Project: Improving FHIR Analytics Using Apache Spark and Cassandra

fhir
gsoc2019-project
gsoc2019
toolkit
(Prashadi) #1

Hi @sunbiz, @namratanehete, @r0bby,

During the last year GSoC we have built the base of the FHIR analytics module, now we can focus on integrating the module to the platform and improve the features of it.

The current Librehelath FHIR analytics module is powered by Apache Spark, Apache Cassandra and Cerner Bunsen modules with Spring framework. This module provide flexibility to analyze FHIR data which stored in the Cassandra Database. Module utilize the functionality provided by the Cerner Bunsen module with Spark SQL which provide convenient interface to query FHIR data using different parameters.
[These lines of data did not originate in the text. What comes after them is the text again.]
use std::fmt;

use serde::de::{
    self, Deserialize, Deserializer, EnumAccess, MapAccess, SeqAccess, VariantAccess, Visitor,
};
use serde_yaml::value::{Tag, TaggedValue};
use serde_yaml::{self, Mapping, Number, Value};

/// Load a YAML string into a plain value tree.
///
/// Only data is produced: tags stay inert `Value::Tagged` nodes and nothing is
/// resolved or executed. A key repeated within one mapping keeps its first
/// position and takes the last value. Merge keys (`<<: *anchor`) are expanded
/// afterwards, Clash configs rely on them to share proxy options.
pub fn load_value(content: &str) -> Result<Value, serde_yaml::Error> {
    let LenientValue(mut value) = serde_yaml::from_str(content)?;
    value.apply_merge()?;
    Ok(value)
}

/// `Value` that tolerates duplicate mapping keys
struct LenientValue(Value);

impl<'de> Deserialize<'de> for LenientValue {
    fn deserialize<D: Deserializer<'de>>(deserializer: D) -> Result<Self, D::Error> {
        deserializer.deserialize_any(LenientValueVisitor).map(LenientValue)
    }
}

struct LenientValueVisitor;

impl<'de> Visitor<'de> for LenientValueVisitor {
    type Value = Value;

    fn expecting(&self, f: &mut fmt::Formatter<'_>) -> fmt::Result {
        f.write_str("any YAML value")
    }

    fn visit_bool<E: de::Error>(self, v: bool) -> Result<Value, E> {
        Ok(Value::Bool(v))
    }

    fn visit_i64<E: de::Error>(self, v: i64) -> Result<Value, E> {
        Ok(Value::Number(Number::from(v)))
    }

    fn visit_u64<E: de::Error>(self, v: u64) -> Result<Value, E> {
        Ok(Value::Number(Number::from(v)))
    }

    fn visit_f64<E: de::Error>(self, v: f64) -> Result<Value, E> {
        Ok(Value::Number(Number::from(v)))
    }

    fn visit_str<E: de::Error>(self, v: &str) -> Result<Value, E> {
        Ok(Value::String(v.to_owned()))
    }

    fn visit_string<E: de::Error>(self, v: String) -> Result<Value, E> {
        Ok(Value::String(v))
    }

    fn visit_unit<E: de::Error>(self) -> Result<Value, E> {
        Ok(Value::Null)
    }

    fn visit_none<E: de::Error>(self) -> Result<Value, E> {
        Ok(Value::Null)
    }

    fn visit_some<D: Deserializer<'de>>(self, deserializer: D) -> Result<Value, D::Error> {
        LenientValue::deserialize(deserializer).map(|v| v.0)
    }

    fn visit_seq<A: SeqAccess<'de>>(self, mut seq: A) -> Result<Value, A::Error> {
        let mut items = Vec::new();
        while let Some(LenientValue(item)) = seq.next_element()? {
            items.push(item);
        }
        Ok(Value::Sequence(items))
    }

    fn visit_map<A: MapAccess<'de>>(self, mut access: A) -> Result<Value, A::Error> {
        let mut map = Mapping::new();
        while let Some((LenientValue(key), LenientValue(value))) = access.next_entry()? {
            map.insert(key, value);
        }
        Ok(Value::Mapping(map))
    }

    fn visit_enum<A: EnumAccess<'de>>(self, data: A) -> Result<Value, A::Error> {
        let (tag, variant) = data.variant::<String>()?;
        let LenientValue(value) = variant.newtype_variant()?;
        Ok(Value::Tagged(Box::new(TaggedValue {
            tag: Tag::new(tag),
            value,
        })))
    }
}

/// Dump a mapping as block-style YAML, keeping key order and writing
/// non-ASCII text as-is.
pub fn dump_mapping(map: &Mapping) -> Result<String, serde_yaml::Error> {
    serde_yaml::to_string(map)
}

/// Human readable name of a value's YAML kind, for diagnostics.
pub fn value_kind(value: &Value) -> &'static str {
    match value {
        Value::Null => "null",
        Value::Bool(_) => "bool",
        Value::Number(_) => "number",
        Value::String(_) => "string",
        Value::Sequence(_) => "sequence",
        Value::Mapping(_) => "mapping",
        Value::Tagged(_) => "tagged value",
    }
}
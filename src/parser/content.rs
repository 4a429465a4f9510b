use crate::utils::base64::base64_decode_utf8;

/// How the fetched body was turned into document text
#[derive(Debug, Clone, Copy, PartialEq, Eq)]
pub enum DecodeOutcome {
    /// The body was base64 and decoded cleanly to UTF-8
    DecodedFromEncoded,
    /// The body was taken verbatim
    UsedAsIs,
}

#[derive(Debug, Clone, PartialEq, Eq)]
pub struct DecodedText {
    pub text: String,
    pub outcome: DecodeOutcome,
}

/// Detect whether a subscription body is base64 and decode it if so.
///
/// Decoding is all-or-nothing: if the alphabet, padding or resulting UTF-8
/// is invalid, the raw body is returned untouched as `UsedAsIs`. A blank
/// body is never treated as encoded. This never fails.
pub fn decode_content(raw: &str) -> DecodedText {
    if !raw.trim().is_empty() {
        if let Some(text) = base64_decode_utf8(raw) {
            return DecodedText {
                text,
                outcome: DecodeOutcome::DecodedFromEncoded,
            };
        }
    }

    DecodedText {
        text: raw.to_string(),
        outcome: DecodeOutcome::UsedAsIs,
    }
}

#[cfg(test)]
mod tests {
    use super::*;
    use crate::utils::base64::base64_encode;

    const DOC: &str = "proxies:\n  - name: 香港 01\n    type: ss\nrules:\n  - MATCH,DIRECT\n";

    #[test]
    fn test_decodes_encoded_document() {
        let decoded = decode_content(&base64_encode(DOC));
        assert_eq!(decoded.outcome, DecodeOutcome::DecodedFromEncoded);
        assert_eq!(decoded.text, DOC);
    }

    #[test]
    fn test_plain_yaml_is_used_as_is() {
        let decoded = decode_content(DOC);
        assert_eq!(decoded.outcome, DecodeOutcome::UsedAsIs);
        assert_eq!(decoded.text, DOC);
    }

    #[test]
    fn test_invalid_inputs_are_identity() {
        for raw in ["abc$", "YWJj=====", "//79", "  \n", "", "port: 7890"] {
            let decoded = decode_content(raw);
            assert_eq!(decoded.outcome, DecodeOutcome::UsedAsIs, "input {:?}", raw);
            assert_eq!(decoded.text, raw);
        }
    }

    #[test]
    fn test_trailing_newline_after_encoded_body() {
        let raw = format!("{}\n", base64_encode(DOC));
        let decoded = decode_content(&raw);
        assert_eq!(decoded.outcome, DecodeOutcome::DecodedFromEncoded);
        assert_eq!(decoded.text, DOC);
    }
}
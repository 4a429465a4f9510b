use std::time::Duration;

use log::debug;
use reqwest::blocking::Client;
use reqwest::Proxy;

use crate::error::{Error, Result};
use crate::utils::system::get_system_proxy;

/// Response header carrying traffic and expiry info
pub const USERINFO_HEADER: &str = "subscription-userinfo";

/// Default timeout for HTTP requests in seconds
pub const DEFAULT_TIMEOUT: u64 = 30;

/// Default User-Agent; most providers pick the Clash format based on it.
pub const DEFAULT_USER_AGENT: &str = "clash.meta";

#[derive(Debug, Clone)]
pub struct FetchOptions {
    pub user_agent: String,
    pub timeout: Duration,
    pub proxy: Option<String>,
}

impl Default for FetchOptions {
    fn default() -> Self {
        FetchOptions {
            user_agent: DEFAULT_USER_AGENT.to_string(),
            timeout: Duration::from_secs(DEFAULT_TIMEOUT),
            proxy: None,
        }
    }
}

/// Body and the one header the pipeline cares about
#[derive(Debug, Clone, PartialEq, Eq)]
pub struct FetchedPayload {
    pub body: String,
    pub userinfo: Option<String>,
}

/// Resolve a proxy setting: `SYSTEM` reads the environment, `NONE` or an
/// empty value disables proxying, anything else is used as the proxy URL.
pub fn parse_proxy(proxy_str: &str) -> Option<String> {
    match proxy_str {
        "" | "NONE" => None,
        "SYSTEM" => {
            let proxy = get_system_proxy();
            if proxy.is_empty() {
                None
            } else {
                Some(proxy)
            }
        }
        other => Some(other.to_string()),
    }
}

/// Download a subscription with a blocking GET.
///
/// Any non-success status is an error. The `Subscription-Userinfo` header is
/// looked up case-insensitively and returned with the body.
pub fn web_get(url: &str, options: &FetchOptions) -> Result<FetchedPayload> {
    let fetch_err = |reason: String| Error::Fetch {
        url: url.to_string(),
        reason,
    };

    let mut client_builder = Client::builder()
        .timeout(options.timeout)
        .user_agent(options.user_agent.as_str());

    if let Some(proxy) = &options.proxy {
        let proxy =
            Proxy::all(proxy).map_err(|e| fetch_err(format!("invalid proxy '{}': {}", proxy, e)))?;
        client_builder = client_builder.proxy(proxy);
    }

    let client = client_builder
        .build()
        .map_err(|e| fetch_err(format!("failed to build HTTP client: {}", e)))?;

    let response = client
        .get(url)
        .send()
        .map_err(|e| fetch_err(e.to_string()))?;

    let status = response.status();
    if !status.is_success() {
        return Err(Error::HttpStatus {
            url: url.to_string(),
            status: status.as_u16(),
        });
    }

    let userinfo = response
        .headers()
        .get(USERINFO_HEADER)
        .and_then(|v| v.to_str().ok())
        .map(str::to_string);
    debug!("Subscription-Userinfo header: {:?}", userinfo);

    let bytes = response
        .bytes()
        .map_err(|e| fetch_err(format!("failed to read response body: {}", e)))?;
    let body = String::from_utf8_lossy(&bytes).into_owned();

    Ok(FetchedPayload { body, userinfo })
}
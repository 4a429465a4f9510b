pub mod subscription;

pub use subscription::{load_custom_rules, load_remote, submerge, SubmergeResult};
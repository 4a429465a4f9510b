use serde_yaml::{Mapping, Value};

/// Top-level proxy client configuration.
///
/// Always a mapping. Keys keep the order they were read in, and fields the
/// pipeline does not touch are passed through unchanged.
#[derive(Debug, Clone, Default, PartialEq)]
pub struct ConfigRecord {
    map: Mapping,
}

impl ConfigRecord {
    pub fn new() -> Self {
        ConfigRecord {
            map: Mapping::new(),
        }
    }

    pub fn get(&self, key: &str) -> Option<&Value> {
        self.map.get(key)
    }

    /// Set a field. An existing key keeps its position, a new one goes last.
    pub fn insert(&mut self, key: &str, value: Value) -> Option<Value> {
        self.map.insert(Value::String(key.to_string()), value)
    }

    pub fn len(&self) -> usize {
        self.map.len()
    }

    pub fn is_empty(&self) -> bool {
        self.map.is_empty()
    }

    /// Field names in document order, skipping non-string keys
    pub fn keys(&self) -> impl Iterator<Item = &str> {
        self.map.keys().filter_map(Value::as_str)
    }

    pub fn as_mapping(&self) -> &Mapping {
        &self.map
    }
}

impl From<Mapping> for ConfigRecord {
    fn from(map: Mapping) -> Self {
        ConfigRecord { map }
    }
}
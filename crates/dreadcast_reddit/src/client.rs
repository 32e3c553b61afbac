//! HTTP client for Reddit's public top listing.

use crate::{RedditConfig, parse_listing};
use async_trait::async_trait;
use chrono::Utc;
use dreadcast_core::Story;
use dreadcast_error::{AdapterError, AdapterErrorKind, DreadcastResult};
use dreadcast_interface::StorySource;
use reqwest::Client;
use std::time::Duration;
use tracing::{debug, info, instrument};

/// Largest `limit` Reddit honours for a listing request.
const MAX_LIMIT: usize = 100;

/// Check a subreddit name before it is put into a URL.
///
/// Accepts an optional leading `r/` and returns the bare name.
///
/// # Examples
///
/// ```
/// use dreadcast_reddit::validate_subreddit;
///
/// assert_eq!(validate_subreddit("r/nosleep").unwrap(), "nosleep");
/// assert!(validate_subreddit("no sleep").is_err());
/// ```
pub fn validate_subreddit(subreddit: &str) -> DreadcastResult<&str> {
    let name = subreddit.trim().trim_start_matches("r/");
    if name.is_empty() || !name.chars().all(|c| c.is_ascii_alphanumeric() || c == '_') {
        return Err(AdapterError::new(AdapterErrorKind::InvalidRequest(format!(
            "Invalid subreddit name: {:?}",
            subreddit
        )))
        .into());
    }
    Ok(name)
}

/// Check a listing size (1..=100).
pub fn validate_limit(limit: usize) -> DreadcastResult<usize> {
    if limit == 0 || limit > MAX_LIMIT {
        return Err(AdapterError::new(AdapterErrorKind::InvalidRequest(format!(
            "Limit must be between 1 and {}, got {}",
            MAX_LIMIT, limit
        )))
        .into());
    }
    Ok(limit)
}

/// Reddit scraper using the unauthenticated `top.json` listing.
#[derive(Debug, Clone)]
pub struct RedditClient {
    client: Client,
    config: RedditConfig,
}

impl RedditClient {
    /// Creates a new Reddit client.
    ///
    /// # Errors
    ///
    /// Returns an error if the HTTP client cannot be initialized.
    #[instrument(skip_all)]
    pub fn new(config: RedditConfig) -> DreadcastResult<Self> {
        let client = Client::builder()
            .user_agent(config.user_agent.clone())
            .timeout(Duration::from_secs(config.timeout_secs))
            .build()
            .map_err(|e| {
                AdapterError::new(AdapterErrorKind::InvalidRequest(format!(
                    "Failed to build HTTP client: {}",
                    e
                )))
            })?;

        Ok(Self { client, config })
    }

    /// Active configuration.
    pub fn config(&self) -> &RedditConfig {
        &self.config
    }

    /// Listing URL for a subreddit.
    pub fn listing_url(&self, subreddit: &str) -> String {
        format!(
            "{}/r/{}/top.json",
            self.config.base_url.trim_end_matches('/'),
            subreddit
        )
    }
}

#[async_trait]
impl StorySource for RedditClient {
    #[instrument(skip(self), fields(window = %self.config.window))]
    async fn fetch_top_posts(&self, subreddit: &str, limit: usize) -> DreadcastResult<Vec<Story>> {
        let subreddit = validate_subreddit(subreddit)?;
        let limit = validate_limit(limit)?;
        let url = self.listing_url(subreddit);

        debug!(url = %url, "Requesting Reddit listing");

        let response = self
            .client
            .get(&url)
            .query(&[
                ("t", self.config.window.to_string()),
                ("limit", limit.to_string()),
                ("raw_json", "1".to_string()),
            ])
            .send()
            .await
            .map_err(|e| AdapterError::new(AdapterErrorKind::Network(e.to_string())))?;

        if !response.status().is_success() {
            let status = response.status().as_u16();
            let error_text = response.text().await.unwrap_or_default();
            return Err(AdapterError::new(AdapterErrorKind::Http {
                status_code: status,
                message: error_text.chars().take(200).collect(),
            })
            .into());
        }

        let body = response
            .text()
            .await
            .map_err(|e| AdapterError::new(AdapterErrorKind::Network(e.to_string())))?;

        let stories = parse_listing(&body, Utc::now(), self.config.min_body_chars)?;

        info!(
            subreddit,
            count = stories.len(),
            "Fetched stories from Reddit"
        );
        Ok(stories)
    }

    fn source_name(&self) -> &'static str {
        "reddit"
    }
}
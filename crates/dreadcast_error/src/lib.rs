//! Error types for the Dreadcast pipeline.
//!
//! This crate provides the error taxonomy shared by every Dreadcast crate.
//!
//! # Error Hierarchy
//!
//! Errors follow the `ErrorKind` + wrapper struct pattern:
//! - `*ErrorKind` enum defines specific error conditions
//! - `*Error` struct wraps the kind with source location tracking
//! - Constructors use `#[track_caller]` for automatic location capture
//!
//! Everything converts into [`DreadcastError`], so callers can use `?` freely.
//!
//! # Examples
//!
//! ```
//! use dreadcast_error::{DreadcastResult, NotFoundError};
//!
//! fn find_story(id: &str) -> DreadcastResult<String> {
//!     Err(NotFoundError::new(id))?
//! }
//!
//! assert!(find_story("abc123").is_err());
//! ```

#![forbid(unsafe_code)]
#![warn(missing_docs)]

mod adapter;
mod config;
mod error;
mod not_found;
mod storage;

pub use adapter::{AdapterError, AdapterErrorKind};
pub use config::{ConfigError, ConfigErrorKind};
pub use error::{DreadcastError, DreadcastErrorKind, DreadcastResult};
pub use not_found::NotFoundError;
pub use storage::{StorageError, StorageErrorKind};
Even this module allow users to join multiple FHIR resources and find relationships through Spark SQL query language.

The repository can be found here.

Objectives

  • Integrate the FHIR analytics module with the platform

  • Upgrading Cerner Bunsen Module to get the latest functionality

  • Integrate with Apache Drill

  • Enhance query interface and incorporate with FHIR query builder

Prerequisites

  • Non trivial contribution for Librehealth platform

  • Good understanding of Spring, FHIR, Cassandra and Spark SQL

  • Try out the module functionality

Extra Credit

  • Write a paper on the accomplished work during the project
3 Likes

(Shubhankar Mohapatra) #14

Hey @prashadi,

I am interested in this project and would be very glad to know more about it. I see that there are no issues to work on currently. I have built the repo from Gitlab and would be interested in knowing how to start contributing more from you.

0 Likes

(Prashadi) #15

Thank you for your interest @mshubhankar I’ll check and add few issues. But meantime it’s not must to do a contribution for this project only. You can do a contribution for existing projects such as toolkit and radialogy.

0 Likes

(Shubhankar Mohapatra) #16

Sure. I have been trying to solve issues from lh-ehr project but would also like to get some hands on experience in this project and exactly understand how it is going to be.

1 Like

(Prashadi) #17

@manushree That’s great. I’m hoping to add set of issues soon.

1 Like

(Manthan Admane) #18

Hello. My name is Manthan Admane [UserID: MisterAwesome]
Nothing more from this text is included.